Search code examples
restcollectionspaginationhateoas

REST pagination content duplicates


When creating REST application which will return a collection of items (topic with collection of posts) with sorting from new to old ones.

If there will be HATEOAS principles performed and all content will be chunked on pages client will get a current page id, offset, data limits and links to first, current and next page for example.

There is no problem to get data from next page, but if somebody has been added content while client is reading current page - data will be pushed on the start of collection and last item of current page will be moved to the next page.

If you will just skip posts which already has been loaded before, you will get lower amount of items on the next page. There is a way to get a count of pushed items in start of list and increment offset.

What is a best practices for this?


Solution

  • Not using offsets indexes, but instead skip tokens that indicate the first value not to include (or first value to include) is a good technique provided the value can be unique for every item in your result set and is an orderable field based on the current sort. But it's not flawless. Usually this just doesn't matter.

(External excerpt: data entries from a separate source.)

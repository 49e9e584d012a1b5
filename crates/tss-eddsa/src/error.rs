//! Error types for threshold EdDSA signing

use crate::PartyIndex;
use thiserror::Error;

/// Result type alias for signing operations
pub type Result<T> = std::result::Result<T, Error>;

/// Errors that can occur during protocol execution
#[derive(Debug, Error)]
pub enum Error {
    /// Invalid session configuration
    #[error("Invalid configuration: {0}")]
    InvalidConfig(String),

    /// Threshold requirements not met
    #[error("Threshold not met: required {required}, got {actual}")]
    ThresholdNotMet { required: usize, actual: usize },

    /// Invalid party ID
    #[error("Invalid party ID: {0}")]
    InvalidPartyId(usize),

    /// A proof constructor was given a witness or statement it cannot prove
    #[error("Invalid witness: {0}")]
    InvalidWitness(String),

    /// A peer's decommitment does not open its commitment
    #[error("Round {round}: decommitment from party {party} does not match its commitment")]
    DecommitmentFailed { party: PartyIndex, round: u32 },

    /// A peer revealed something other than a pair of coordinates
    #[error("Round {round}: decommitment from party {party} has {len} values, expected 2")]
    MalformedDecommitment {
        party: PartyIndex,
        round: u32,
        len: usize,
    },

    /// A peer revealed coordinates that are not a usable curve point
    #[error("Round {round}: party {party} revealed an invalid point")]
    InvalidPoint { party: PartyIndex, round: u32 },

    /// A peer's proof of knowledge did not verify
    #[error("Round {round}: proof from party {party} failed to verify")]
    ProofVerificationFailed { party: PartyIndex, round: u32 },

    /// A signature share made the aggregated signature invalid
    #[error("Signature share from party {party} is invalid")]
    InvalidShare { party: PartyIndex },

    /// A round object was started twice
    #[error("Round {round} already started")]
    AlreadyStarted { round: u32 },

    /// A round was advanced before every sender was accepted
    #[error("Round {round} has not received all messages")]
    RoundIncomplete { round: u32 },

    /// A hash input segment was empty
    #[error("Hash input segment {index} is empty")]
    EmptyHashSegment { index: usize },

    /// Message does not fit the declared fixed encoding length
    #[error("Message of {len} bytes exceeds fixed length {max}")]
    MessageTooLong { len: usize, max: usize },

    /// A challenge hash could not be computed
    #[error("Hash error: {0}")]
    Hash(String),

    /// Serialization error
    #[error("Serialization error: {0}")]
    Serialization(String),

    /// Deserialization error
    #[error("Deserialization error: {0}")]
    Deserialization(String),

    /// Network/relay error
    #[error("Relay error: {0}")]
    Relay(String),

    /// Timeout waiting for message
    #[error("Timeout waiting for {0}")]
    Timeout(String),

    /// Invalid signature
    #[error("Invalid signature")]
    InvalidSignature,

    /// Internal error
    #[error("Internal error: {0}")]
    Internal(String),
}

impl Error {
    /// Index of the party that caused the abort, if the failure is attributable
    pub fn culprit(&self) -> Option<PartyIndex> {
        match self {
            Error::DecommitmentFailed { party, .. }
            | Error::MalformedDecommitment { party, .. }
            | Error::InvalidPoint { party, .. }
            | Error::ProofVerificationFailed { party, .. }
            | Error::InvalidShare { party } => Some(*party),
            _ => None,
        }
    }
}

impl From<serde_json::Error> for Error {
    fn from(e: serde_json::Error) -> Self {
        Error::Serialization(e.to_string())
    }
}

    If it really does matter you have to put IDs of everything that's in the first page in the call to 2nd page, and again and again. HATEOAS helps you do stuff like this...but it can get very messy and still things can pop up on page 1 given the current sorting when you make a request for page 5...what do you do with that?

    Another trick to avoid dupes in a UI is to use the self or canonical link relationships to uniquely identify resources in a page and compare those to existing resources in the UI. Updating the UI with the latest matching resources is usually a simple task. This of course puts some burden on the client.

    There is not a 1 size fits all solution to this problem. You have to design for the UX you intend to fulfill.